The article you are about to read originates from www.daily25.com. We have been granted access to it and we have been allowed to the information with you here, by Steve at Daily25 Blog. The original article was written by a writer with close ties to the industry, that functions as a companion to the Daily25 Blog. The insider works at a large bookmaker in Australia, and wishes to remain anonymous because of the love for his job. This particular person is someone I converse with on a regular basis, and therefore I will not call him by name, but I will rather call him “Spinsider”. As we share a lot in common with employees at regular sportsbooks, we often find ourselves emailing with some of them. Many of them have come across our site, and been in touch with me. It is easy to understand that we have a lot to talk about and to discuss.
In my case, I have found that the employees themselves at the large sportsbooks are great guys. A part of me always feel a little guilty when I criticise sportsbooks, because I personally know people that work there. It is, however, not their fault, as it is the owners that have created a culture that can be characterised as similar to the one in ”Wolf of Wall Street”. As every employee of any company is there to create a profit for the owners, this sometimes leads nice people to do things that could be considered disreputable.

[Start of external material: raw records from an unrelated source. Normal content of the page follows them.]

//! Command-line surface: argument parsing and command handlers.

use std::path::{Path, PathBuf};

use anyhow::{Context, Result};
use aurora_page::content::ContentRegistry;
use aurora_page::{current_year, render_page};
use clap::{Args, Parser, Subcommand};
use tracing::info;

use crate::config::AuroraConfig;

#[derive(Parser, Debug)]
#[command(name = "aurora")]
#[command(about = "Build the Aurora marketing homepage to static HTML")]
#[command(version)]
pub struct Cli {
    /// Log level (trace, debug, info, warn, error); RUST_LOG takes precedence
    #[arg(long, global = true, default_value = "info")]
    pub log_level: String,

    #[command(subcommand)]
    pub command: Command,
}

#[derive(Subcommand, Debug)]
pub enum Command {
    /// Render the homepage to an HTML file (or stdout)
    Render(RenderArgs),
    /// Print the content registry as JSON
    Content {
        /// Pretty-print the JSON
        #[arg(long)]
        pretty: bool,
    },
    /// Validate the content registry
    Check,
}

#[derive(Args, Debug, Default)]
pub struct RenderArgs {
    /// Output file; overrides `output.path` from the config. Stdout when neither is set
    #[arg(short, long)]
    pub out: Option<PathBuf>,

    /// Config file (default: ./aurora.toml when present)
    #[arg(long)]
    pub config: Option<PathBuf>,

    /// Copyright year (default: current year)
    #[arg(long)]
    pub year: Option<i32>,

    /// Stylesheet href; overrides `assets.stylesheet` from the config
    #[arg(long)]
    pub stylesheet: Option<String>,
}

/// Dispatch a parsed command line.
pub fn run(cli: Cli) -> Result<()> {
    match cli.command {
        Command::Render(args) => render(args),
        Command::Content { pretty } => print_content(pretty),
        Command::Check => check(),
    }
}

fn render(args: RenderArgs) -> Result<()> {
    let config = match &args.config {
        Some(path) => AuroraConfig::load_from_path(path)?,
        None => {
            let cwd = std::env::current_dir().context("cannot resolve working directory")?;
            AuroraConfig::discover(&cwd)
        }
    };

    let mut options = config.page_options(args.year.unwrap_or_else(current_year));
    if let Some(href) = args.stylesheet {
        options.stylesheet_href = Some(href);
    }

    let content = ContentRegistry::STANDARD;
    content.validate().context("content registry is invalid")?;

    let html = render_page(&content, &options);

    match args.out.or(config.output.path) {
        Some(path) => {
            write_output(&path, &html)?;
            info!("Wrote {} bytes to {}", html.len(), path.display());
        }
        None => print!("{html}"),
    }
    Ok(())
}

fn write_output(path: &Path, html: &str) -> Result<()> {
    if let Some(parent) = path.parent().filter(|p| !p.as_os_str().is_empty()) {
        std::fs::create_dir_all(parent)
            .with_context(|| format!("failed to create {}", parent.display()))?;
    }
    std::fs::write(path, html).with_context(|| format!("failed to write {}", path.display()))
}

fn print_content(pretty: bool) -> Result<()> {
    let content = ContentRegistry::STANDARD;
    let json = if pretty {
        serde_json::to_string_pretty(&content)
    } else {
        serde_json::to_string(&content)
    }
    .context("failed to serialize content registry")?;
    println!("{json}");
    Ok(())
}

fn check() -> Result<()> {
    let content = ContentRegistry::STANDARD;
    content.validate().context("content registry is invalid")?;
    println!(
        "content ok: {} features, {} testimonials, {} faqs",
        content.features.len(),
        content.testimonials.len(),
        content.faqs.len()
    );
    Ok(())
}

#[cfg(test)]
mod tests {
    use super::*;
    use clap::CommandFactory;

    #[test]
    fn cli_definition_is_consistent() {
        Cli::command().debug_assert();
    }

    #[test]
    fn parses_render_flags() {
        let cli = Cli::try_parse_from([
            "aurora",
            "render",
            "-o",
            "dist/index.html",
            "--year",
            "2030",
            "--stylesheet",
            "app.css",
        ])
        .unwrap();

        let Command::Render(args) = cli.command else {
            panic!("expected render");
        };
        assert_eq!(args.out, Some(PathBuf::from("dist/index.html")));
        assert_eq!(args.year, Some(2030));
        assert_eq!(args.stylesheet.as_deref(), Some("app.css"));
        assert_eq!(cli.log_level, "info");
    }

    #[test]
    fn log_level_is_global() {
        let cli = Cli::try_parse_from(["aurora", "check", "--log-level", "debug"]).unwrap();
        assert_eq!(cli.log_level, "debug");
        assert!(matches!(cli.command, Command::Check));
    }
}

The following article should give an inside-view to what measures bookmakers take to profile all customers and that excludes any profitable bettors. As this is one of our biggest issues, this is an important story to publish. Not only for us, but for you as well. I`ll pass the word to our Daily25 Spinsider and I will be back at the very end to give my own thoughts and opinions on the matter.
From Inside A Corporate Bookmaker
A while back, Steve reached out and wanted me to write an article for his increasingly popular blog, daily25.com. Finally, here it is. Normally I would not be writing an article like this, but in this particular situation I can relate to Steve trying to educate others. This will work towards a fairer world of betting, and I have understood from my previous conversations with Steve, that he is a genuine and great person.

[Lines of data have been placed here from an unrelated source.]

//! Leptos UI components for rendering the homepage.
//!
//! Each component is a Leptos `#[component]` function with no reactive
//! state; rendering is a single SSR pass to a string.
//!
//! # Component Hierarchy
//!
//! ```text
//! PageDocument
//! └── HomePage
//!     ├── SiteHeader
//!     ├── HeroSection          (SectionShell)
//!     ├── FeaturesSection      (SectionShell + SectionHeader, one card per Feature)
//!     ├── TestimonialsSection  (SectionShell + SectionHeader, one figure per Testimonial)
//!     ├── FaqSection           (SectionShell + SectionHeader, one entry per FaqItem)
//!     ├── FinalCtaSection      (SectionShell)
//!     └── SiteFooter
//! ```
//!
//! # Usage
//!
//! Components are typically used via [`crate::render_page`], but can be
//! rendered on their own:
//!
//! ```rust
//! use aurora_page::components::{Align, SectionHeader};
//! use leptos::prelude::*;
//! use leptos::tachys::view::RenderHtml;
//!
//! let html = view! { <SectionHeader title="Pricing" align=Align::Left /> }.to_html();
//! assert!(html.contains("Pricing"));
//! ```

mod chrome;
mod cta;
mod document;
mod faq;
mod features;
mod hero;
mod icons;
mod shell;
mod testimonials;

pub use chrome::{copyright_line, SiteFooter, SiteHeader};
pub use cta::FinalCtaSection;
pub use document::{HomePage, PageDocument};
pub use faq::FaqSection;
pub use features::FeaturesSection;
pub use hero::HeroSection;
pub use icons::*;
pub use shell::{shell_class, Align, SectionHeader, SectionShell};
pub use testimonials::TestimonialsSection;

/// Product name shown in the header and footer.
pub const BRAND: &str = "Aurora";

/// Short descriptor next to the brand in the header.
pub const BRAND_TAGLINE: &str = "Leptos Starter";
use leptos::prelude::*;

use super::{Icon, SectionHeader, SectionShell};
use crate::content::Feature;
use crate::styles;

/// Feature grid, one card per feature in array order.
#[component]
pub fn FeaturesSection(features: &'static [Feature]) -> impl IntoView {
    view! {
        <SectionShell id="features" aria_label="Key features" class=styles::SECTION_SPACING>
            <div class="space-y-12">
                <SectionHeader
                    eyebrow="Why Aurora"
                    title="A starter that feels like a finished product."
                    subtitle="Beautiful defaults, smart architecture, and everything you need to ship a polished experience from day one."
                />

                <div class=styles::FEATURE_GRID>
                    {features.iter().map(|feature| view! {
                        <FeatureCard feature=*feature />
                    }).collect::<Vec<_>>()}
                </div>
            </div>
        </SectionShell>
    }
}

#[component]
fn FeatureCard(feature: Feature) -> impl IntoView {
    view! {
        <article class=styles::FEATURE_CARD data-key=feature.id.to_string()>
            <div class=styles::FEATURE_ICON_WELL>
                <Icon glyph=feature.icon class=styles::FEATURE_ICON />
            </div>
            <h3 class=styles::FEATURE_NAME>{feature.name}</h3>
            <p class=styles::FEATURE_DESCRIPTION>{feature.description}</p>
        </article>
    }
}
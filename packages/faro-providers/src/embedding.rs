use std::time::Duration;

use color_eyre::{Result, eyre};
use reqwest::Client;
use serde_json::Value;

/// Embeds `texts` through the configured OpenAI-compatible endpoint, returning
/// one vector per input in input order.
pub async fn embed(
	cfg: &faro_config::EmbeddingProviderConfig,
	texts: &[String],
) -> Result<Vec<Vec<f32>>> {
	let client = Client::builder().timeout(Duration::from_millis(cfg.timeout_ms)).build()?;
	let url = format!("{}{}", cfg.api_base, cfg.path);
	let body = serde_json::json!({
		"model": cfg.model,
		"input": texts,
		"dimensions": cfg.dimensions,
	});
	let res = client
		.post(url)
		.headers(crate::auth_headers(&cfg.api_key, &cfg.default_headers)?)
		.json(&body)
		.send()
		.await?;
	let json: Value = res.error_for_status()?.json().await?;

	parse_embedding_response(json, texts.len())
}

fn parse_embedding_response(json: Value, expected: usize) -> Result<Vec<Vec<f32>>> {
	let data = json
		.get("data")
		.and_then(|v| v.as_array())
		.ok_or_else(|| eyre::eyre!("Embedding response has no data array."))?;
	let mut slots: Vec<Option<Vec<f32>>> = vec![None; expected];

	for (position, item) in data.iter().enumerate() {
		let index = item
			.get("index")
			.and_then(|v| v.as_u64())
			.map(|v| v as usize)
			.unwrap_or(position);
		let vector = parse_vector(item)?;

		if index >= slots.len() {
			return Err(eyre::eyre!("Embedding index {index} is out of range."));
		}

		slots[index] = Some(vector);
	}

	slots
		.into_iter()
		.enumerate()
		.map(|(index, slot)| {
			slot.ok_or_else(|| eyre::eyre!("Embedding response is missing input {index}."))
		})
		.collect()
}

fn parse_vector(item: &Value) -> Result<Vec<f32>> {
	let values = item
		.get("embedding")
		.and_then(|v| v.as_array())
		.ok_or_else(|| eyre::eyre!("Embedding item has no embedding array."))?;

	values
		.iter()
		.map(|value| {
			value
				.as_f64()
				.map(|number| number as f32)
				.ok_or_else(|| eyre::eyre!("Embedding values must be numeric."))
		})
		.collect()
}

#[cfg(test)]
mod tests {
	use super::*;

	#[test]
	fn reorders_vectors_by_index() {
		let json = serde_json::json!({
			"data": [
				{ "index": 1, "embedding": [2.0, 3.0] },
				{ "index": 0, "embedding": [0.5, 1.5] }
			]
		});
		let parsed = parse_embedding_response(json, 2).expect("parse failed");

		assert_eq!(parsed, vec![vec![0.5, 1.5], vec![2.0, 3.0]]);
	}

	#[test]
	fn missing_inputs_are_an_error() {
		let json = serde_json::json!({
			"data": [
				{ "index": 0, "embedding": [0.5] }
			]
		});

		assert!(parse_embedding_response(json, 2).is_err());
	}
}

Who knows in the future, I might enjoy writing so much that I will publish my own blog. Hopefully Steve will give me some feedback on whether that would be possible to do or not.
A little about me; I have worked in the industry and world of gambling for about four years now in Australia, and I am currently working for a large corporation. Previously and currently I have done quite a bit of sports betting, and punting, and therefore I can relate to the two sides of sports betting. I have read articles, in papers such as The Age, that have annoyed me due to the one-sided nature of their writing. I have complete understanding for the bookie – and I will be the first to admit that I would not have a job if punters did not lose and paid my wages, but I also understand the perspective of the bettor, if their account gets limited or even closed. On the other hand, if bookmakers are incapable of turning a profit, you would, as a punter, have less opportunities to bet and exploit offers and campaigns.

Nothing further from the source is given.